ASSIGNMENT: Look through the material below and count the lines with the string "ExitCodeRepository". Report only the count.

RECORDS FOR THE TASK:
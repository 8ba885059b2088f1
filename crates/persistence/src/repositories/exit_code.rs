//! Exit code repository for database operations.
//!
//! Methods taking a `&mut PgConnection` are meant to run inside a caller's
//! transaction so generation and consumption stay atomic.

use sqlx::{PgConnection, PgPool};
use uuid::Uuid;

use crate::entities::{ExitCodeEntity, ExitCodeWithDetailsEntity};
use crate::metrics::QueryTimer;

/// Filters for listing exit codes.
#[derive(Debug, Clone, Default)]
pub struct ExitCodeListFilter {
    /// Restrict to these rooms; `None` means unrestricted.
    pub scope_room_ids: Option<Vec<Uuid>>,
    pub room_id: Option<Uuid>,
    pub student_id: Option<Uuid>,
    /// `Some(true)` for used codes, `Some(false)` for unused, `None` for both.
    pub used: Option<bool>,
    /// Whitelisted sort key.
    pub sort_by: &'static str,
    pub sort_desc: bool,
    /// `None` returns every row.
    pub limit: Option<i64>,
    pub offset: i64,
}

/// Repository for exit code database operations.
#[derive(Clone)]
pub struct ExitCodeRepository {
    pool: PgPool,
}

impl ExitCodeRepository {
    /// Creates a new ExitCodeRepository with the given connection pool.
    pub fn new(pool: PgPool) -> Self {
        Self { pool }
    }

    /// Inserts a code unless the code string is already taken.
    ///
    /// Returns `None` on a code collision so the caller can retry with a new
    /// code without aborting its transaction.
    pub async fn try_insert(
        &self,
        conn: &mut PgConnection,
        code: &str,
        created_by: Uuid,
        student_id: Option<Uuid>,
        room_id: Option<Uuid>,
        reusable: bool,
    ) -> Result<Option<ExitCodeEntity>, sqlx::Error> {
        let timer = QueryTimer::new("insert_exit_code");
        let result = sqlx::query_as::<_, ExitCodeEntity>(
            r#"
            INSERT INTO exit_codes (code, created_by, student_id, room_id, reusable)
            VALUES ($1, $2, $3, $4, $5)
            ON CONFLICT (code) DO NOTHING
            RETURNING id, code, created_by, student_id, room_id, reusable, used_at, created_at
            "#,
        )
        .bind(code)
        .bind(created_by)
        .bind(student_id)
        .bind(room_id)
        .bind(reusable)
        .fetch_optional(&mut *conn)
        .await;
        timer.record();
        result
    }

    /// Row-locks the target students for the rest of the transaction.
    ///
    /// Concurrent generations for the same student queue here, so each
    /// supersede sees the codes committed by the one before it. Ids are
    /// locked in sorted order.
    pub async fn lock_targets(
        &self,
        conn: &mut PgConnection,
        student_ids: &[Uuid],
    ) -> Result<(), sqlx::Error> {
        let timer = QueryTimer::new("lock_exit_code_targets");
        let result = sqlx::query(
            r#"
            SELECT id FROM users
            WHERE id = ANY($1)
            ORDER BY id
            FOR NO KEY UPDATE
            "#,
        )
        .bind(student_ids)
        .fetch_all(&mut *conn)
        .await;
        timer.record();
        result.map(|_| ())
    }

    /// Marks every unused personal code of a student in a room as used.
    pub async fn supersede_unused(
        &self,
        conn: &mut PgConnection,
        student_id: Uuid,
        room_id: Uuid,
    ) -> Result<u64, sqlx::Error> {
        let timer = QueryTimer::new("supersede_exit_codes");
        let result = sqlx::query(
            r#"
            UPDATE exit_codes
            SET used_at = NOW()
            WHERE student_id = $1 AND room_id = $2 AND used_at IS NULL
            "#,
        )
        .bind(student_id)
        .bind(room_id)
        .execute(&mut *conn)
        .await;
        timer.record();
        result.map(|r| r.rows_affected())
    }

    /// Locks the unused personal code matching `code` for `student_id`.
    ///
    /// Concurrent callers block on the row lock; once the holder marks it
    /// used, the others re-evaluate `used_at IS NULL` and find nothing.
    pub async fn lock_unused_personal(
        &self,
        conn: &mut PgConnection,
        code: &str,
        student_id: Uuid,
        room_id: Option<Uuid>,
    ) -> Result<Option<ExitCodeEntity>, sqlx::Error> {
        let timer = QueryTimer::new("lock_unused_personal_exit_code");
        let result = sqlx::query_as::<_, ExitCodeEntity>(
            r#"
            SELECT id, code, created_by, student_id, room_id, reusable, used_at, created_at
            FROM exit_codes
            WHERE code = $1
              AND student_id = $2
              AND used_at IS NULL
              AND ($3::uuid IS NULL OR room_id = $3)
            FOR UPDATE
            "#,
        )
        .bind(code)
        .bind(student_id)
        .bind(room_id)
        .fetch_optional(&mut *conn)
        .await;
        timer.record();
        result
    }

    /// Finds an unused reusable code matching `code`.
    pub async fn find_unused_reusable(
        &self,
        conn: &mut PgConnection,
        code: &str,
        room_id: Option<Uuid>,
    ) -> Result<Option<ExitCodeEntity>, sqlx::Error> {
        let timer = QueryTimer::new("find_unused_reusable_exit_code");
        let result = sqlx::query_as::<_, ExitCodeEntity>(
            r#"
            SELECT id, code, created_by, student_id, room_id, reusable, used_at, created_at
            FROM exit_codes
            WHERE code = $1
              AND reusable = TRUE
              AND used_at IS NULL
              AND ($2::uuid IS NULL OR room_id = $2)
            "#,
        )
        .bind(code)
        .bind(room_id)
        .fetch_optional(&mut *conn)
        .await;
        timer.record();
        result
    }

    /// Sets `used_at` on a code that is still unused.
    pub async fn mark_used(&self, conn: &mut PgConnection, id: Uuid) -> Result<u64, sqlx::Error> {
        let timer = QueryTimer::new("mark_exit_code_used");
        let result = sqlx::query(
            r#"
            UPDATE exit_codes SET used_at = NOW()
            WHERE id = $1 AND used_at IS NULL
            "#,
        )
        .bind(id)
        .execute(&mut *conn)
        .await;
        timer.record();
        result.map(|r| r.rows_affected())
    }

    /// Find a code by ID.
    pub async fn find_by_id(&self, id: Uuid) -> Result<Option<ExitCodeEntity>, sqlx::Error> {
        let timer = QueryTimer::new("find_exit_code_by_id");
        let result = sqlx::query_as::<_, ExitCodeEntity>(
            r#"
            SELECT id, code, created_by, student_id, room_id, reusable, used_at, created_at
            FROM exit_codes
            WHERE id = $1
            "#,
        )
        .bind(id)
        .fetch_optional(&self.pool)
        .await;
        timer.record();
        result
    }

    /// Revokes a code. A second revocation affects no rows.
    pub async fn revoke(&self, id: Uuid) -> Result<u64, sqlx::Error> {
        let timer = QueryTimer::new("revoke_exit_code");
        let result = sqlx::query(
            r#"
            UPDATE exit_codes SET used_at = NOW()
            WHERE id = $1 AND used_at IS NULL
            "#,
        )
        .bind(id)
        .execute(&self.pool)
        .await;
        timer.record();
        result.map(|r| r.rows_affected())
    }

    /// List codes with student and room names, plus the total match count.
    pub async fn list(
        &self,
        filter: &ExitCodeListFilter,
    ) -> Result<(Vec<ExitCodeWithDetailsEntity>, i64), sqlx::Error> {
        let timer = QueryTimer::new("list_exit_codes");

        const WHERE_CLAUSE: &str = r#"
            WHERE ($1::uuid[] IS NULL OR ec.room_id = ANY($1))
              AND ($2::uuid IS NULL OR ec.room_id = $2)
              AND ($3::uuid IS NULL OR ec.student_id = $3)
              AND ($4::boolean IS NULL OR (ec.used_at IS NOT NULL) = $4)
        "#;

        let count_sql = format!("SELECT COUNT(*) FROM exit_codes ec {}", WHERE_CLAUSE);
        let total = sqlx::query_scalar::<_, i64>(&count_sql)
            .bind(filter.scope_room_ids.as_deref())
            .bind(filter.room_id)
            .bind(filter.student_id)
            .bind(filter.used)
            .fetch_one(&self.pool)
            .await?;

        let list_sql = format!(
            r#"
            SELECT ec.id, ec.code, ec.created_by, ec.student_id, su.full_name AS student_name,
                   ec.room_id, r.name AS room_name, ec.reusable, ec.used_at, ec.created_at
            FROM exit_codes ec
            LEFT JOIN users su ON su.id = ec.student_id
            LEFT JOIN rooms r ON r.id = ec.room_id
            {}
            ORDER BY {} {} NULLS LAST, ec.id
            LIMIT $5 OFFSET $6
            "#,
            WHERE_CLAUSE,
            sort_column(filter.sort_by),
            if filter.sort_desc { "DESC" } else { "ASC" },
        );

        let rows = sqlx::query_as::<_, ExitCodeWithDetailsEntity>(&list_sql)
            .bind(filter.scope_room_ids.as_deref())
            .bind(filter.room_id)
            .bind(filter.student_id)
            .bind(filter.used)
            .bind(filter.limit)
            .bind(filter.offset)
            .fetch_all(&self.pool)
            .await?;

        timer.record();
        Ok((rows, total))
    }
}

/// Maps a public sort key to its column.
fn sort_column(sort_by: &str) -> &'static str {
    match sort_by {
        "id" => "ec.id",
        "used_at" => "ec.used_at",
        "code" => "ec.code",
        "student_user_id" => "ec.student_id",
        _ => "ec.created_at",
    }
}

EXPECTED ANSWER: 3